BEGIN

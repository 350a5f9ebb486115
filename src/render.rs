//! Type dispatch for field rendering.
//!
//! Each schema node is classified once into a [`FieldKind`]; every kind has a
//! [`Render`] implementation producing a [`RenderedField`] outline. Custom
//! renderers registered in the [`Registry`] replace the type dispatch for
//! nodes whose uiSchema names them in `ui:field`.

use std::collections::HashMap;

use serde::Serialize;
use serde_json::Value;
use tracing::warn;

use crate::defaults::item_schema;
use crate::error::{ResolveError, ValidationError};
use crate::error_schema::ErrorSchema;
use crate::field::{resolve_field, FieldCache, NoCache, ResolverRegistry};
use crate::id_schema::IdSchema;
use crate::resolver::{is_multi_select, resolve};
use crate::types::{get_value, schema_type, PathSegment};

/// uiSchema key selecting a custom field renderer.
pub const UI_FIELD: &str = "ui:field";

/// uiSchema key ordering object properties.
pub const UI_ORDER: &str = "ui:order";

const WILDCARD: &str = "*";

/// The renderer family of a schema node.
#[derive(Debug, Clone, PartialEq, Eq)]
pub enum FieldKind {
    Array,
    Boolean,
    /// `number` and `integer`.
    Number,
    Object,
    String,
    Unsupported { reason: String },
}

impl FieldKind {
    /// Classify a resolved schema node.
    pub fn of(schema: &Value) -> Self {
        match schema_type(schema) {
            Some("array") => FieldKind::Array,
            Some("boolean") => FieldKind::Boolean,
            Some("number") | Some("integer") => FieldKind::Number,
            Some("object") => FieldKind::Object,
            Some("string") => FieldKind::String,
            Some(other) => FieldKind::Unsupported {
                reason: format!("unsupported field type \"{}\"", other),
            },
            None => match schema.get("type") {
                Some(types @ Value::Array(_)) => FieldKind::Unsupported {
                    reason: format!("unsupported type list {}", types),
                },
                _ => FieldKind::Unsupported {
                    reason: "schema has no type".to_string(),
                },
            },
        }
    }

    pub fn name(&self) -> &'static str {
        match self {
            FieldKind::Array => "array",
            FieldKind::Boolean => "boolean",
            FieldKind::Number => "number",
            FieldKind::Object => "object",
            FieldKind::String => "string",
            FieldKind::Unsupported { .. } => "unsupported",
        }
    }
}

/// Outline of one rendered field.
#[derive(Debug, Clone, PartialEq, Serialize)]
pub struct RenderedField {
    pub id: String,
    pub kind: String,
    #[serde(skip_serializing_if = "Option::is_none")]
    pub label: Option<String>,
    #[serde(skip_serializing_if = "Option::is_none")]
    pub value: Option<Value>,
    #[serde(skip_serializing_if = "std::ops::Not::not")]
    pub required: bool,
    #[serde(skip_serializing_if = "Vec::is_empty")]
    pub errors: Vec<String>,
    #[serde(skip_serializing_if = "Vec::is_empty")]
    pub children: Vec<RenderedField>,
    #[serde(skip_serializing_if = "Option::is_none")]
    pub reason: Option<String>,
}

/// A whole form outline plus the top-level error list.
#[derive(Debug, Clone, PartialEq, Serialize)]
pub struct RenderedForm {
    pub root: RenderedField,
    #[serde(rename = "errorList", skip_serializing_if = "Vec::is_empty")]
    pub error_list: Vec<ValidationError>,
}

/// A schema node ready to render: schema resolved, value looked up.
#[derive(Debug, Clone)]
pub struct Field<'a> {
    pub schema: &'a Value,
    pub ui_schema: &'a Value,
    pub id_schema: &'a IdSchema,
    pub name: Option<&'a str>,
    pub value: Option<Value>,
    pub required: bool,
}

impl Field<'_> {
    pub fn path(&self) -> &[PathSegment] {
        &self.id_schema.path
    }

    /// The outline every renderer starts from.
    pub fn outline(&self, kind: &str, ctx: &RenderContext<'_>) -> RenderedField {
        RenderedField {
            id: self.id_schema.id.clone(),
            kind: kind.to_string(),
            label: self
                .schema
                .get("title")
                .and_then(Value::as_str)
                .or(self.name)
                .map(str::to_string),
            value: self.value.clone(),
            required: self.required,
            errors: ctx
                .error_schema
                .lookup(self.path())
                .map(|node| node.errors.clone())
                .unwrap_or_default(),
            children: Vec::new(),
            reason: None,
        }
    }
}

/// Renders one field.
pub trait Render {
    fn render(
        &self,
        field: &Field<'_>,
        ctx: &RenderContext<'_>,
    ) -> Result<RenderedField, ResolveError>;
}

/// Custom field renderers, by `ui:field` name.
#[derive(Default)]
pub struct Registry {
    fields: HashMap<String, Box<dyn Render>>,
}

impl Registry {
    pub fn new() -> Self {
        Self::default()
    }

    pub fn register_field(
        &mut self,
        name: impl Into<String>,
        field: impl Render + 'static,
    ) -> &mut Self {
        self.fields.insert(name.into(), Box::new(field));
        self
    }

    pub fn field(&self, name: &str) -> Option<&dyn Render> {
        self.fields.get(name).map(|f| f.as_ref())
    }
}

/// Everything a render pass reads, passed by reference down the field tree.
#[derive(Clone, Copy)]
pub struct RenderContext<'a> {
    pub registry: &'a Registry,
    pub resolvers: &'a ResolverRegistry,
    pub cache: &'a dyn FieldCache,
    pub form_context: &'a Value,
    pub values: &'a Value,
    pub definitions: &'a Value,
    pub error_schema: &'a ErrorSchema,
}

impl<'a> RenderContext<'a> {
    pub fn new(
        registry: &'a Registry,
        resolvers: &'a ResolverRegistry,
        values: &'a Value,
        definitions: &'a Value,
        error_schema: &'a ErrorSchema,
    ) -> Self {
        Self {
            registry,
            resolvers,
            cache: &NoCache,
            form_context: &Value::Null,
            values,
            definitions,
            error_schema,
        }
    }

    pub fn with_cache(mut self, cache: &'a dyn FieldCache) -> Self {
        self.cache = cache;
        self
    }

    pub fn with_form_context(mut self, form_context: &'a Value) -> Self {
        self.form_context = form_context;
        self
    }

    /// Resolve and render the field at `id_schema.path`.
    pub fn render_field(
        &self,
        schema: &Value,
        ui_schema: &Value,
        id_schema: &IdSchema,
        name: Option<&str>,
        required: bool,
    ) -> Result<RenderedField, ResolveError> {
        let path = &id_schema.path;
        let resolved_field = resolve_field(
            schema,
            self.values,
            path,
            self.form_context,
            self.resolvers,
            self.cache,
        )?;
        let data = get_value(path, Some(self.values));
        let resolved = resolve(&resolved_field.schema, self.definitions, data)?;

        let field = Field {
            schema: &resolved,
            ui_schema,
            id_schema,
            name,
            value: resolved_field.value,
            required,
        };

        if let Some(custom) = ui_schema.get(UI_FIELD).and_then(Value::as_str) {
            match self.registry.field(custom) {
                Some(renderer) => return renderer.render(&field, self),
                None => warn!(field = custom, "unknown ui:field, rendering by schema type"),
            }
        }
        FieldKind::of(&resolved).render(&field, self)
    }
}

impl Render for FieldKind {
    fn render(
        &self,
        field: &Field<'_>,
        ctx: &RenderContext<'_>,
    ) -> Result<RenderedField, ResolveError> {
        match self {
            FieldKind::Array => ArrayField.render(field, ctx),
            FieldKind::Object => ObjectField.render(field, ctx),
            FieldKind::Boolean | FieldKind::Number | FieldKind::String => {
                PrimitiveField(self.name()).render(field, ctx)
            }
            FieldKind::Unsupported { reason } => UnsupportedField(reason).render(field, ctx),
        }
    }
}

/// Leaf fields: strings, numbers and booleans.
pub struct PrimitiveField(pub &'static str);

impl Render for PrimitiveField {
    fn render(
        &self,
        field: &Field<'_>,
        ctx: &RenderContext<'_>,
    ) -> Result<RenderedField, ResolveError> {
        Ok(field.outline(self.0, ctx))
    }
}

pub struct UnsupportedField<'r>(pub &'r str);

impl Render for UnsupportedField<'_> {
    fn render(
        &self,
        field: &Field<'_>,
        ctx: &RenderContext<'_>,
    ) -> Result<RenderedField, ResolveError> {
        let mut out = field.outline("unsupported", ctx);
        out.reason = Some(self.0.to_string());
        Ok(out)
    }
}

pub struct ObjectField;

impl Render for ObjectField {
    fn render(
        &self,
        field: &Field<'_>,
        ctx: &RenderContext<'_>,
    ) -> Result<RenderedField, ResolveError> {
        let mut out = field.outline("object", ctx);
        out.value = None;
        let Some(Value::Object(properties)) = field.schema.get("properties") else {
            return Ok(out);
        };
        let required: Vec<&str> = field
            .schema
            .get("required")
            .and_then(Value::as_array)
            .map(|names| names.iter().filter_map(Value::as_str).collect())
            .unwrap_or_default();

        let names: Vec<String> = properties.keys().cloned().collect();
        for name in order_properties(&names, field.ui_schema.get(UI_ORDER))? {
            let Some(property) = properties.get(&name) else {
                continue;
            };
            let mut path = field.path().to_vec();
            path.push(PathSegment::key(name.as_str()));
            let id = field.id_schema.property(
                &name,
                property,
                ctx.definitions,
                get_value(&path, Some(ctx.values)),
            )?;
            let ui = field.ui_schema.get(&name).unwrap_or(&Value::Null);
            let is_required = required.contains(&name.as_str());
            let child = ctx.render_field(property, ui, &id, Some(&name), is_required)?;
            out.children.push(child);
        }
        Ok(out)
    }
}

pub struct ArrayField;

impl Render for ArrayField {
    fn render(
        &self,
        field: &Field<'_>,
        ctx: &RenderContext<'_>,
    ) -> Result<RenderedField, ResolveError> {
        let mut out = field.outline("array", ctx);
        // A set of choices is a single input.
        if is_multi_select(field.schema, ctx.definitions)? {
            return Ok(out);
        }
        out.value = None;
        let Some(Value::Array(items)) = &field.value else {
            return Ok(out);
        };

        for (index, item) in items.iter().enumerate() {
            let schema = item_schema(field.schema, index).unwrap_or(&Value::Null);
            let ui = match field.ui_schema.get("items") {
                Some(Value::Array(tuple)) => tuple.get(index).unwrap_or(&Value::Null),
                Some(ui) => ui,
                None => &Value::Null,
            };
            let id = field.id_schema.item(index, schema, ctx.definitions, Some(item))?;
            out.children.push(ctx.render_field(schema, ui, &id, None, false)?);
        }
        Ok(out)
    }
}

/// Order property names by a `ui:order` list.
///
/// Names missing from the list are only allowed when the list has a `"*"`
/// wildcard, which expands to them in declaration order. Listed names the
/// schema does not declare are ignored.
///
/// # Errors
///
/// Returns `ResolveError::InvalidUiOrder` for a non-array order, unlisted
/// properties without a wildcard, or more than one wildcard.
pub fn order_properties(
    properties: &[String],
    order: Option<&Value>,
) -> Result<Vec<String>, ResolveError> {
    let Some(order) = order else {
        return Ok(properties.to_vec());
    };
    let Some(order) = order.as_array() else {
        return Err(ResolveError::InvalidUiOrder {
            message: format!("expected an array, got {}", order),
        });
    };

    let listed: Vec<&str> = order
        .iter()
        .filter_map(Value::as_str)
        .filter(|name| *name == WILDCARD || properties.iter().any(|p| p == name))
        .collect();
    let rest: Vec<&String> = properties
        .iter()
        .filter(|p| !listed.contains(&p.as_str()))
        .collect();

    let wildcards = listed.iter().filter(|name| **name == WILDCARD).count();
    if wildcards > 1 {
        return Err(ResolveError::InvalidUiOrder {
            message: "uiSchema order list contains more than one wildcard item".to_string(),
        });
    }
    if wildcards == 0 && !rest.is_empty() {
        let names: Vec<String> = rest.iter().map(|p| format!("'{}'", p)).collect();
        let noun = if rest.len() == 1 { "property" } else { "properties" };
        return Err(ResolveError::InvalidUiOrder {
            message: format!(
                "uiSchema order list does not contain {} {}",
                noun,
                names.join(", ")
            ),
        });
    }

    let mut ordered = Vec::with_capacity(properties.len());
    for name in listed {
        if name == WILDCARD {
            ordered.extend(rest.iter().map(|p| p.to_string()));
        } else {
            ordered.push(name.to_string());
        }
    }
    Ok(ordered)
}

/// Render a whole form.
///
/// `errors` is listed at the top of the outline when `show_error_list` is set.
pub fn render_form(
    schema: &Value,
    ui_schema: &Value,
    id_schema: &IdSchema,
    errors: &[ValidationError],
    show_error_list: bool,
    ctx: &RenderContext<'_>,
) -> Result<RenderedForm, ResolveError> {
    let root = ctx.render_field(schema, ui_schema, id_schema, None, false)?;
    Ok(RenderedForm {
        root,
        error_list: if show_error_list {
            errors.to_vec()
        } else {
            Vec::new()
        },
    })
}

END

| EXERCISE DESCRIPTION |
Copy all lines from the listing that contain "crate".

| WRITTEN RESPONSE |
use crate::defaults::item_schema;
use crate::error::{ResolveError, ValidationError};
use crate::error_schema::ErrorSchema;
use crate::field::{resolve_field, FieldCache, NoCache, ResolverRegistry};
use crate::id_schema::IdSchema;
use crate::resolver::{is_multi_select, resolve};
use crate::types::{get_value, schema_type, PathSegment};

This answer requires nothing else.